It’s a birthday party and everyone is invited. Bob Schleck of the Grove Farm Museum said today (Friday) is Paul Isenberg’s birthday, and on Saturday, Paulo, one of the five original steam locomotives brought to Kaua‘i, will celebrate its 120th
It’s a birthday party and everyone is invited.
Bob Schleck of the Grove Farm Museum said today (Friday) is Paul Isenberg’s birthday, and on Saturday, Paulo, one of the five original steam locomotives brought to Kaua‘i, will celebrate its 120th anniversary.
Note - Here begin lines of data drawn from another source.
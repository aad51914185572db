//! Merge Resolver.
//!
//! Folds the root-first list of component declarations into one
//! [`MergedMetaInfo`]. Descendants override ancestors:
//!
//! - `title`: the closest-to-leaf non-empty title wins.
//! - `titleTemplate` and the hooks: the closest-to-leaf declared value wins.
//! - attribute bags and `base`: shallow merge, per key.
//! - list fields: keyed entries replace the earlier entry with the same
//!   identifier at its position, unkeyed entries are appended subject to the
//!   field's [`DuplicatePolicy`].
//!
//! Malformed list entries are dropped.

use crate::attr::AttrMap;
use crate::field::MetaField;
use crate::options::{DuplicatePolicy, MergePolicy};
use crate::raw::{AfterNavigationHook, ChangedHook, RawMetaInfo, RawTag};
use crate::template::{Template, apply_template};
use std::collections::{BTreeMap, BTreeSet, HashSet};

/// The result of folding a component tree's declarations.
#[derive(Debug, Clone, Default)]
pub struct MergedMetaInfo {
	/// The winning raw title, never empty.
	pub title: Option<String>,
	/// The winning title template.
	pub title_template: Option<Template>,
	/// Merged `<html>` attributes. `Some` when any component declared them.
	pub html_attrs: Option<AttrMap>,
	/// Merged `<head>` attributes.
	pub head_attrs: Option<AttrMap>,
	/// Merged `<body>` attributes.
	pub body_attrs: Option<AttrMap>,
	/// Merged `<base>` attributes.
	pub base: Option<AttrMap>,
	/// Merged `<meta>` entries.
	pub meta: Vec<RawTag>,
	/// Merged `<link>` entries.
	pub link: Vec<RawTag>,
	/// Merged `<style>` entries.
	pub style: Vec<RawTag>,
	/// Merged `<script>` entries.
	pub script: Vec<RawTag>,
	/// Merged `<noscript>` entries.
	pub noscript: Vec<RawTag>,
	/// Union of every component's unescaped fields.
	pub disable_sanitizers: BTreeSet<String>,
	/// Union of every component's per-identifier exemptions.
	pub disable_sanitizers_by_tag_id: BTreeMap<String, BTreeSet<String>>,
	/// The closest-to-leaf `changed` hook.
	pub changed: Option<ChangedHook>,
	/// The closest-to-leaf `afterNavigation` hook.
	pub after_navigation: Option<AfterNavigationHook>,
}

impl MergedMetaInfo {
	/// The title after applying the template. Empty titles stay empty.
	pub fn final_title(&self) -> String {
		match &self.title {
			Some(title) => apply_template(self.title_template.as_ref(), title),
			None => String::new(),
		}
	}

	/// The merged entries of a list field.
	pub fn list(&self, field: MetaField) -> &[RawTag] {
		match field {
			MetaField::Meta => &self.meta,
			MetaField::Link => &self.link,
			MetaField::Style => &self.style,
			MetaField::Script => &self.script,
			MetaField::Noscript => &self.noscript,
			_ => &[],
		}
	}

	/// The merged attribute map of an attribute bag or of `base`.
	pub fn attrs(&self, field: MetaField) -> Option<&AttrMap> {
		match field {
			MetaField::HtmlAttrs => self.html_attrs.as_ref(),
			MetaField::HeadAttrs => self.head_attrs.as_ref(),
			MetaField::BodyAttrs => self.body_attrs.as_ref(),
			MetaField::Base => self.base.as_ref(),
			_ => None,
		}
	}

	/// Whether a field's values are emitted unescaped.
	pub fn is_sanitizer_disabled(&self, field: MetaField) -> bool {
		self.disable_sanitizers.contains(field.name())
	}

	fn list_mut(&mut self, field: MetaField) -> Option<&mut Vec<RawTag>> {
		match field {
			MetaField::Meta => Some(&mut self.meta),
			MetaField::Link => Some(&mut self.link),
			MetaField::Style => Some(&mut self.style),
			MetaField::Script => Some(&mut self.script),
			MetaField::Noscript => Some(&mut self.noscript),
			_ => None,
		}
	}

	fn attrs_mut(&mut self, field: MetaField) -> Option<&mut Option<AttrMap>> {
		match field {
			MetaField::HtmlAttrs => Some(&mut self.html_attrs),
			MetaField::HeadAttrs => Some(&mut self.head_attrs),
			MetaField::BodyAttrs => Some(&mut self.body_attrs),
			MetaField::Base => Some(&mut self.base),
			_ => None,
		}
	}
}

/// Folds declarations with an explicit [`MergePolicy`].
#[derive(Debug, Clone, Default, PartialEq, Eq)]
pub struct Resolver {
	policy: MergePolicy,
}

impl Resolver {
	/// A resolver using the default policy.
	pub fn new() -> Self {
		Self::default()
	}

	/// A resolver using `policy` for unkeyed duplicates.
	pub fn with_policy(policy: MergePolicy) -> Self {
		Self { policy }
	}

	/// The active policy.
	pub fn policy(&self) -> &MergePolicy {
		&self.policy
	}

	/// Folds `infos`, ordered root first and leaf last.
	pub fn resolve(&self, infos: &[RawMetaInfo]) -> MergedMetaInfo {
		let mut merged = MergedMetaInfo::default();

		for info in infos {
			if let Some(title) = info.title.as_deref().filter(|t| !t.is_empty()) {
				merged.title = Some(title.to_string());
			}
			if let Some(template) = &info.title_template {
				merged.title_template = Some(template.clone());
			}
			if let Some(hook) = &info.changed {
				merged.changed = Some(hook.clone());
			}
			if let Some(hook) = &info.after_navigation {
				merged.after_navigation = Some(hook.clone());
			}

			for field in MetaField::ATTRIBUTE_BAGS.into_iter().chain([MetaField::Base]) {
				let (Some(declared), Some(slot)) = (info.attrs(field), merged.attrs_mut(field)) else {
					continue;
				};
				slot.get_or_insert_with(AttrMap::new).merge(declared);
			}

			merged
				.disable_sanitizers
				.extend(info.disable_sanitizers.iter().cloned());
			for (vmid, names) in &info.disable_sanitizers_by_tag_id {
				merged
					.disable_sanitizers_by_tag_id
					.entry(vmid.clone())
					.or_default()
					.extend(names.iter().cloned());
			}
		}

		for field in MetaField::LISTS {
			let entries = self.merge_list(field, infos);
			if let Some(slot) = merged.list_mut(field) {
				*slot = entries;
			}
		}

		merged
	}

	fn merge_list(&self, field: MetaField, infos: &[RawMetaInfo]) -> Vec<RawTag> {
		let collapse = self.policy.for_field(field) == DuplicatePolicy::Collapse;
		let mut merged: Vec<RawTag> = Vec::new();
		let mut seen_unkeyed: HashSet<String> = HashSet::new();

		for tag in infos.iter().flat_map(|info| info.list(field)) {
			if tag.is_empty() {
				continue;
			}
			if !tag.is_well_formed(field) {
				tracing::debug!(field = %field, vmid = ?tag.vmid, "dropping malformed entry");
				continue;
			}

			let Some(vmid) = tag.vmid.as_deref() else {
				if collapse && !seen_unkeyed.insert(tag.canonical_key()) {
					tracing::trace!(field = %field, "collapsing duplicate unkeyed entry");
					continue;
				}
				merged.push(tag.clone());
				continue;
			};

			let existing = merged
				.iter()
				.position(|earlier| earlier.vmid.as_deref() == Some(vmid));
			match (existing, tag.removal) {
				(Some(pos), true) => {
					tracing::trace!(field = %field, vmid, "removing keyed entry");
					merged.remove(pos);
				}
				(None, true) => {
					tracing::trace!(field = %field, vmid, "nothing to remove for keyed entry");
				}
				(Some(pos), false) => {
					tracing::trace!(field = %field, vmid, "overriding keyed entry");
					let mut replacement = tag.clone();
					if replacement.template.is_none() {
						replacement.template = merged[pos].template.clone();
					}
					merged[pos] = replacement;
				}
				(None, false) => merged.push(tag.clone()),
			}
		}

		merged
	}
}

/// Folds `infos` with the default [`MergePolicy`].
pub fn resolve(infos: &[RawMetaInfo]) -> MergedMetaInfo {
	Resolver::new().resolve(infos)
}

#[cfg(test)]
mod tests {
	use super::*;
	use crate::attr::AttrValue;
	use rstest::rstest;

	fn names(tags: &[RawTag]) -> Vec<String> {
		tags.iter()
			.map(|tag| {
				tag.attrs
					.get("content")
					.or_else(|| tag.attrs.get("src"))
					.map(AttrValue::to_value_string)
					.or_else(|| tag.content.clone())
					.unwrap_or_default()
			})
			.collect()
	}

	#[rstest]
	fn test_empty_list_resolves_to_empty() {
		let merged = resolve(&[]);
		assert_eq!(merged.final_title(), "");
		assert!(merged.html_attrs.is_none());
		for field in MetaField::LISTS {
			assert!(merged.list(field).is_empty());
		}
	}

	#[rstest]
	fn test_closest_non_empty_title_wins() {
		let merged = resolve(&[
			RawMetaInfo::new().title("Root").title_template("%s | Site"),
			RawMetaInfo::new().title("Page"),
			RawMetaInfo::new().title(""),
		]);
		assert_eq!(merged.title.as_deref(), Some("Page"));
		assert_eq!(merged.final_title(), "Page | Site");
	}

	#[rstest]
	fn test_template_never_runs_on_missing_title() {
		let merged = resolve(&[RawMetaInfo::new().title_template("%s | Site")]);
		assert_eq!(merged.final_title(), "");
	}

	#[rstest]
	fn test_closest_template_wins() {
		let merged = resolve(&[
			RawMetaInfo::new().title("A").title_template("%s | Root"),
			RawMetaInfo::new().title_template(Template::func(|t| t.to_uppercase())),
		]);
		assert_eq!(merged.final_title(), "A");
		let merged = resolve(&[
			RawMetaInfo::new().title("abc").title_template("%s | Root"),
			RawMetaInfo::new().title_template(Template::func(|t| t.to_uppercase())),
		]);
		assert_eq!(merged.final_title(), "ABC");
	}

	#[rstest]
	fn test_attribute_bags_shallow_merge() {
		let merged = resolve(&[
			RawMetaInfo::new().html_attrs(AttrMap::new().with("lang", "en").with("dir", "ltr")),
			RawMetaInfo::new().html_attrs(AttrMap::new().with("lang", "fr")),
			RawMetaInfo::new().body_attrs(AttrMap::new()),
		]);
		let html = merged.html_attrs.unwrap();
		assert_eq!(html.get("lang"), Some(&AttrValue::from("fr")));
		assert_eq!(html.get("dir"), Some(&AttrValue::from("ltr")));
		assert!(merged.body_attrs.unwrap().is_empty());
		assert!(merged.head_attrs.is_none());
	}

	#[rstest]
	fn test_keyed_entry_replaced_at_first_position() {
		let merged = resolve(&[
			RawMetaInfo::new()
				.meta(RawTag::meta_name("description", "root").vmid("desc"))
				.meta(RawTag::meta_name("author", "someone")),
			RawMetaInfo::new().meta(RawTag::meta_property("og:description", "leaf").vmid("desc")),
		]);
		assert_eq!(names(&merged.meta), vec!["leaf", "someone"]);
		assert!(merged.meta[0].attrs.contains("property"));
		assert!(!merged.meta[0].attrs.contains("name"));
	}

	#[rstest]
	fn test_keyed_override_inherits_template() {
		let merged = resolve(&[
			RawMetaInfo::new().meta(
				RawTag::meta_name("description", "root")
					.vmid("desc")
					.template("%s - Site"),
			),
			RawMetaInfo::new().meta(RawTag::meta_name("description", "leaf").vmid("desc")),
		]);
		assert_eq!(merged.meta[0].template, Some(Template::pattern("%s - Site")));
	}

	#[rstest]
	fn test_keyed_removal() {
		let merged = resolve(&[
			RawMetaInfo::new()
				.meta(RawTag::meta_name("description", "root").vmid("desc"))
				.meta(RawTag::charset("utf-8")),
			RawMetaInfo::new().meta(RawTag::remove("desc")),
			RawMetaInfo::new().meta(RawTag::remove("unknown")),
		]);
		assert_eq!(merged.meta.len(), 1);
		assert!(merged.meta[0].attrs.contains("charset"));
	}

	#[rstest]
	fn test_malformed_entries_dropped() {
		let merged = resolve(&[RawMetaInfo::new()
			.meta(RawTag::new().attr("content", "orphan"))
			.meta(RawTag::new())
			.link(RawTag::new().attr("media", "print"))
			.script(RawTag::script_src("/ok.js"))]);
		assert!(merged.meta.is_empty());
		assert!(merged.link.is_empty());
		assert_eq!(merged.script.len(), 1);
	}

	#[rstest]
	fn test_default_policy_collapses_scripts_keeps_meta() {
		let info = RawMetaInfo::new()
			.meta(RawTag::meta_name("robots", "index"))
			.script(RawTag::script_src("/a.js"));
		let merged = resolve(&[info.clone(), info]);
		assert_eq!(merged.meta.len(), 2);
		assert_eq!(merged.script.len(), 1);
	}

	#[rstest]
	#[case(DuplicatePolicy::Keep, 2)]
	#[case(DuplicatePolicy::Collapse, 1)]
	fn test_configurable_duplicate_policy(#[case] policy: DuplicatePolicy, #[case] expected: usize) {
		let info = RawMetaInfo::new().style(RawTag::inline("body{}"));
		let resolver = Resolver::with_policy(MergePolicy::default().with(MetaField::Style, policy));
		let merged = resolver.resolve(&[info.clone(), info]);
		assert_eq!(merged.style.len(), expected);
	}

	#[rstest]
	fn test_collapse_only_touches_unkeyed() {
		let merged = resolve(&[RawMetaInfo::new()
			.script(RawTag::script_src("/a.js"))
			.script(RawTag::script_src("/a.js").body())]);
		assert_eq!(merged.script.len(), 2);
	}

	#[rstest]
	fn test_sanitizer_exemptions_accumulate() {
		let merged = resolve(&[
			RawMetaInfo::new().disable_sanitizer("script"),
			RawMetaInfo::new()
				.disable_sanitizer_for("ld", "innerHTML")
				.disable_sanitizer_for("ld", "src"),
		]);
		assert!(merged.is_sanitizer_disabled(MetaField::Script));
		assert!(!merged.is_sanitizer_disabled(MetaField::Style));
		assert_eq!(merged.disable_sanitizers_by_tag_id["ld"].len(), 2);
	}

	#[rstest]
	fn test_closest_hook_wins() {
		use std::sync::Arc;
		use std::sync::atomic::{AtomicUsize, Ordering};

		let calls = Arc::new(AtomicUsize::new(0));
		let leaf_calls = Arc::clone(&calls);
		let merged = resolve(&[
			RawMetaInfo::new().on_after_navigation(|_| panic!("root hook must be overridden")),
			RawMetaInfo::new().on_after_navigation(move |_| {
				leaf_calls.fetch_add(1, Ordering::SeqCst);
			}),
		]);
		let hook = merged.after_navigation.clone().unwrap();
		hook.call(&merged);
		assert_eq!(calls.load(Ordering::SeqCst), 1);
	}
}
“We’ll be having free train rides, music and exhibits surrounding the trains and the sugar industry’s history,” Schleck said while helping people waiting for a ride on one of the train’s cars being pulled by Paulo during Train Day.
Dick Sloggett Jr. was one of the people helping engineer Scott Johnson and Sam Maehata during the regular monthly train day.
“We need to keep the engine exercised,” Schleck told a nearby neighbor who was waiting to ride the train with her children and grandchildren.
The grandmother said she knows when it’s train day because she can hear the whistles all day long.
Sloggett, meanwhile, jockeyed between manning the manual rail switch and fielding questions from the steady stream of people taking in the monthly train day.
“I used to do this for Grove Farm in 1948,” Sloggett said while keeping an eye on Paulo’s reverse pattern out of its garage situated in the midst of lush ti leaves and banana.
“Scott found the switch bar in this area. It had been discarded and was old, but he refurbished it and now it’s back doing what it used to do,” Sloggett said as he deftly switched the track while Paulo paused to pick up more passengers at the old Lihu‘e Mill parking area.
The public is invited to a Community Saturday birthday party from 10 a.m. until 2 p.m., Sloggett said.
Parking for people wanting to be part of the exciting celebration can park at the parking lot located between the Department of Water and the Kukui Grove Cinema. From there, a shuttle bus will be operating from 9:30 a.m. until 2:30 p.m.
“Paulo was named after Paul Isenberg,” Sloggett said. “In Hawaiian, ‘Paulo’ is ‘Paul.’”
Hanama‘ulu is the brainchild of Paul Isenberg who was the manager of Lihu‘e Plantation between 1862 and 1878.
Prior to securing the land of the ahupua‘a of Hanama‘ulu for $7,250 for Lihu‘e Plantation, the Hanamaulu lands were being leased by the plantation for its 10-mile irrigation ditch.
The plantation also harvested sugar from the Hanama‘ulu fields from as early as 1857 with the lease being signed in 1863.
The ahupua‘a of Hanama‘ulu is a land division extending from Kilohana Crater to Hanama‘ulu Bay, and in 1870 when Princess Victoria Kamamalu passed away, the Supreme Court of Hawai‘i ordered the sale of the land consisting of about 9,177 acres. Isenberg was the successful bidder.
Isenberg was born the son of a Lutheran pastor in Hanover, Germany, on April 13, 1837.
With the promise of a job as manager of a cattle ranch, Isenberg came to the Hawaiian Islands in 1858.
But there was no job and Isenberg had to look elsewhere for employment, fate taking him to the sugar industry where he started working for Henry A. Pierce and Company, the sugar plantation in Lihu‘e that eventually became Lihu‘e Plantation.
In 1861, Isenberg married Hannah Maria Rice, the daughter of William Harrison Rice and Mary Sophia Hyde Rice, missionaries who arrived in Hawai‘i in 1841 for the American Board of Commissioners for Foreign Missions.
Under Isenberg’s leadership, he acquired a half interest in Koloa Sugar Company and went on to become its president in 1892 until 1902.
When he died of peritonitis in Germany in 1903 at age 66, the people of Hawai‘i mourned his passing and dedicated the Paul Isenberg Monument to his honor in 1904.
That monument stands to the right of the Bank of Hawaii and overlooks the site of the Lihu‘e Mill, the heart of the plantation that Isenberg built into a successful agricultural enterprise.
As part of his legacy, the Isenberg Recreational Center, a facility consisting of a gym, an 11-acre baseball-football-soccer field, 440-yard track, and two double tennis courts was dedicated to Paul and his brothers Carl and Hans. This facility was located at Isenberg Tract.
“He (Isenberg) did a lot for the island,” Sloggett said. “The party Saturday will be like going back to life in the old days.”